Want to get the most out of your cleaning skills? Our guide is here to help you figure out how!

Table of Contents

Step 1: Learn about a school cleaner's role and responsibilities

As a school cleaner you’ll be responsible for cleaning up after students and staff in school facilities, making sure to follow standard hygiene regulations. In such a varied workplace, the areas you’ll work could range from cleaning the school kitchens to clearing away art supplies. School cleaning positions offer flexibility as they’re usually part-time. 

Here are some of the key responsibilities you’ll likely deal with as a school cleaner:

  • Safely operating/using both industrial and domestic cleaning equipment and materials 
  • Collecting and disposing of waste 
  • Undertaking specialised cleaning regimes during school closures or other periods of time 
  • Storing equipment and materials safely and securely 
  • Cleaning areas as directed in line with standards and regulations 
  • Refilling soap, paper towels and other resources when needed 


When you'll be working

While working as a school cleaner you’re probably only going to be working term times, and usually after school hours.

What does a school cleaner earn?

A cleaner’s salary generally ranges from around £16,244 to £19,995 but you could potentially earn more in supervisory positions. The average school cleaner salary is around £17,550.

If you want to learn more about what a teaching assistant earns then check out our school cleaner salary page where you can find our breakdown!

How can you progress as a school cleaner?

Site management career progression

If you want to know how you could progress, take a look at some of our other career advice pages and find out what you’ll need to get where you want to be!

Step 2: Improve your chances of getting a position as a school cleaner

Even though you won’t need qualifications to enter work as a cleaner, it would be a good idea to undertake courses related to working in schools, such as a Level 2 Support Work in Schools and Colleges qualification or a Safeguarding and Prevent course. Most cleaning positions won’t have any requirements other than being able to physically handle the work.

You’ll need to meet the requirements for the job role, as well as the more specific requirements that many organisations have for their potential employees that can vary from job to job, and there are a few things that you can do to improve your chances when you’re looking to enter a career in cleaning.

Which qualifications do you need to become a school cleaner?

Though you more than likely won’t require any qualifications for the position, It would be a good idea to look into a Level 2 Support Work in Schools and Colleges qualification. You’ll get the knowledge you’ll need to work in a school and be able to demonstrate your knowledge of the environment you’ll be working in on your CV, at interviews, and in the job. 

Check Out Our Level 2 Safeguarding Course Now!

Need a little something extra for your CV? Our Level 2 Safeguarding Course will be perfect for you!
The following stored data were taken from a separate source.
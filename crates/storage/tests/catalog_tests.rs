//! Catalog matching and downloads against an in-memory bucket.

use std::sync::Arc;

use bytes::Bytes;
use chrono::{DateTime, Duration, TimeZone, Utc};
use object_store::{memory::InMemory, path::Path, ObjectStore};

use goes_common::{BandSelection, GoesError, ProductRequest, Scene, TimeWindow};
use storage::object_store::partial_path;
use storage::{CatalogMatcher, ObjectStorage};
use test_utils::{abi_object_path, glm_object_path, temp_test_dir};

fn scan(h: u32, m: u32, s: u32) -> DateTime<Utc> {
    Utc.with_ymd_and_hms(2020, 5, 23, h, m, s).unwrap()
}

async fn bucket_with(paths: &[(String, usize)]) -> ObjectStorage {
    let store = Arc::new(InMemory::new());
    for (path, size) in paths {
        store
            .put(&Path::from(path.as_str()), Bytes::from(vec![0u8; *size]).into())
            .await
            .unwrap();
    }
    ObjectStorage::from_store(store, "noaa-goes16")
}

fn abi_request(bands: &str, glm: bool) -> ProductRequest {
    ProductRequest::new(Some(BandSelection::parse(bands).unwrap()), glm).unwrap()
}

#[tokio::test]
async fn test_five_minute_window_bands_2_and_5() {
    let mut objects = Vec::new();
    for minute in [0, 1, 6, 11] {
        for band in [2u8, 5, 13] {
            objects.push((abi_object_path("C", "M6", band, "G16", &scan(12, minute, 16)), 1_000));
        }
    }
    // Mesoscale files live under a different root and never match a CONUS request
    objects.push((abi_object_path("M1", "M6", 2, "G16", &scan(12, 1, 0)), 1_000));
    let storage = bucket_with(&objects).await;

    let window = TimeWindow::parse("2020-05-23/1200", "2020-05-23/1205").unwrap();
    let keys = window.partition_keys();
    assert_eq!(keys.len(), 1);
    assert_eq!((keys[0].year, keys[0].day_of_year, keys[0].hour), (2020, 144, 12));

    let catalog = CatalogMatcher::new(storage)
        .match_entries(&keys, &abi_request("2,5", false), &Scene::default(), &window)
        .await
        .unwrap();

    assert_eq!(catalog.len(), 4);
    assert_eq!(catalog.total_size_bytes(), 4_000);
    let mut ids: Vec<_> = catalog.iter().map(|e| e.band_or_product_id.as_str()).collect();
    ids.sort();
    assert_eq!(ids, vec!["C02", "C02", "C05", "C05"]);
    for entry in catalog.iter() {
        assert!(window.contains(&entry.scan_time));
        assert!(entry.file_name().starts_with("OR_ABI-L2-CMIPC-"));
    }
}

#[tokio::test]
async fn test_window_spanning_hours_lists_both_partitions() {
    let objects = vec![
        (abi_object_path("C", "M6", 13, "G16", &scan(11, 58, 0)), 10),
        (abi_object_path("C", "M6", 13, "G16", &scan(12, 1, 0)), 10),
        (abi_object_path("C", "M6", 13, "G16", &scan(12, 6, 0)), 10),
    ];
    let storage = bucket_with(&objects).await;

    let window = TimeWindow::parse("2020-05-23/1158", "2020-05-23/1202").unwrap();
    let catalog = CatalogMatcher::new(storage)
        .match_entries(&window.partition_keys(), &abi_request("13", false), &Scene::default(), &window)
        .await
        .unwrap();

    let times: Vec<_> = catalog.iter().map(|e| e.scan_time).collect();
    assert_eq!(times.len(), 2);
    assert!(times.contains(&scan(11, 58, 0)));
    assert!(times.contains(&scan(12, 1, 0)));
}

#[tokio::test]
async fn test_glm_and_abi_together() {
    let objects = vec![
        (abi_object_path("C", "M3", 2, "G16", &scan(12, 2, 0)), 100),
        (glm_object_path("G16", &scan(12, 0, 0)), 7),
        (glm_object_path("G16", &scan(12, 0, 20)), 7),
        (glm_object_path("G16", &scan(12, 30, 0)), 7),
    ];
    let storage = bucket_with(&objects).await;

    let window = TimeWindow::parse("2020-05-23/1200", "2020-05-23/1205").unwrap();
    let catalog = CatalogMatcher::new(storage)
        .match_entries(&window.partition_keys(), &abi_request("2", true), &Scene::default(), &window)
        .await
        .unwrap();

    assert_eq!(catalog.len(), 3);
    let glm: Vec<_> = catalog
        .iter()
        .filter(|e| e.product_code == "GLM-L2-LCFA")
        .collect();
    assert_eq!(glm.len(), 2);
    assert!(glm.iter().all(|e| e.band_or_product_id == "LCFA"));
}

#[tokio::test]
async fn test_path_matching_two_tokens_appears_once() {
    // Contains both M3C02 and M6C02
    let path = format!(
        "ABI-L2-CMIPC/2020/144/12/OR_ABI-L2-CMIPC-M6C02_M3C02_G16_s{}_e1_c1.nc",
        "20201441201000"
    );
    let storage = bucket_with(&[(path.clone(), 42)]).await;

    let window = TimeWindow::parse("2020-05-23/1200", "2020-05-23/1205").unwrap();
    let catalog = CatalogMatcher::new(storage)
        .match_entries(&window.partition_keys(), &abi_request("2", false), &Scene::default(), &window)
        .await
        .unwrap();

    assert_eq!(catalog.len(), 1);
    assert_eq!(catalog.get(&path).unwrap().size_bytes, 42);
}

#[tokio::test]
async fn test_empty_partition_matches_nothing() {
    let storage = bucket_with(&[]).await;
    let window = TimeWindow::parse("2020-05-23/1200", "2020-05-23/1205").unwrap();
    let catalog = CatalogMatcher::new(storage)
        .match_entries(&window.partition_keys(), &abi_request("all", true), &Scene::default(), &window)
        .await
        .unwrap();
    assert!(catalog.is_empty());
    assert_eq!(catalog.total_size_bytes(), 0);
}

#[tokio::test]
async fn test_fetch_to_file() {
    let path = abi_object_path("C", "M6", 2, "G16", &(scan(12, 1, 0) + Duration::seconds(1)));
    let storage = bucket_with(&[(path.clone(), 4096)]).await;
    let dir = temp_test_dir();
    let dest = dir.path().join("OR_file.nc");

    let bytes = storage.fetch_to_file(&path, &dest).await.unwrap();
    assert_eq!(bytes, 4096);
    assert_eq!(std::fs::metadata(&dest).unwrap().len(), 4096);
    assert!(!partial_path(&dest).exists());
}

#[tokio::test]
async fn test_fetch_missing_object_leaves_nothing() {
    let storage = bucket_with(&[]).await;
    let dir = temp_test_dir();
    let dest = dir.path().join("OR_missing.nc");

    let result = storage.fetch_to_file("ABI-L2-CMIPC/2020/144/12/OR_missing.nc", &dest).await;
    assert!(matches!(result, Err(GoesError::Transfer { .. })));
    assert!(!dest.exists());
    assert!(!partial_path(&dest).exists());
}
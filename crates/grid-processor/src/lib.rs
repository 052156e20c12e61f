//! Spatial subsetting of GOES fixed-grid data.
//!
//! ```text
//! x, y scan angles ──► GeoGrid (projection) ──► select(grid, bbox)
//!                                                   │
//!                                   ┌───────────────┴──────────────┐
//!                                   ▼                              ▼
//!                      Selection (rows/cols kept)      DomainMask (strict interior)
//!                                   │                              │
//!                                   │        apply_mask(data) ◄────┘
//!                                   └──────► crop / slice_axes
//! ```

pub mod error;
pub mod slice;
pub mod subset;

pub use error::{GridProcessorError, Result};
pub use slice::slice_axes;
pub use subset::{apply_mask, apply_mask_axes, crop, select, DomainMask, Selection};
Get the knowledge you need to excel in a school setting.

Get some supporting qualifications valuable to the job

Even though you probably won’t be interacting with students regularly depending on working hourse, it could be useful to take part in a safeguarding and prevent course. Safeguarding knowledge is valuable in all positions at educational institutions and is going to help you stand out in a job where other qualifications aren’t required.

How to get experience as a school cleaner

Having previous experience working as a cleaner will definitely be useful given that it’s hard for you to demonstrate cleaning skills through learning. If you don’t have any experience it would be helpful to try and find a volunteer position where you’ll be responsible for cleaning and related duties. It’s good to highlight the transferable skills you have from other work too so try and think of anything relevant that you’ve done before. Checking out our jobs board is a great way to start searching for the experience you need!

Typical weekly hours

As a school cleaner you could be working around 15 hours a week depending on your school and responsibilities.

Step 3: Make sure your CV is up-to-date

You should make sure your CV includes your most up-to-date information, including any relevant qualifications and work experience you might’ve gained since you last updated it. It’s important to present yourself as best you can, since we all know first impressions are important, and your CV is more often than not going to be the first thing potential employers will see. It’s essential that they’re done right.

To make the best impression you can, you’ll need to convey the right information and present it well. Given how important your CV is, we’ve created a short guide to help give you the best chance of landing an interview and starting your career as a school cleaner!

Top school cleaner CV writing tips

When you’re looking at a position as a school cleaner, it’s crucial that your CV is high quality and reflects your passion for the role. An effective CV is well presented, displays relevant skills and experience, and gives your potential employers an insight into who you are. 

It’s important that you use grammar correctly, that your writing is concise but informative, and any non-relevant information is left out. Not following these rules could mean your application is rejected, since employers could see it as too unprofessional. Our school cleaner CV writing tips are here to help you to land that position you’ve been waiting for!

1. Grab their attention with a personal profile

Your personal profile is the first section of your CV that employers will read to find out more about you. This is your chance to introduce yourself, sell your skills and outline your characteristics. Personal profiles are a perfect way to persuade recruiters, as it tells them straight off why they should hire you. 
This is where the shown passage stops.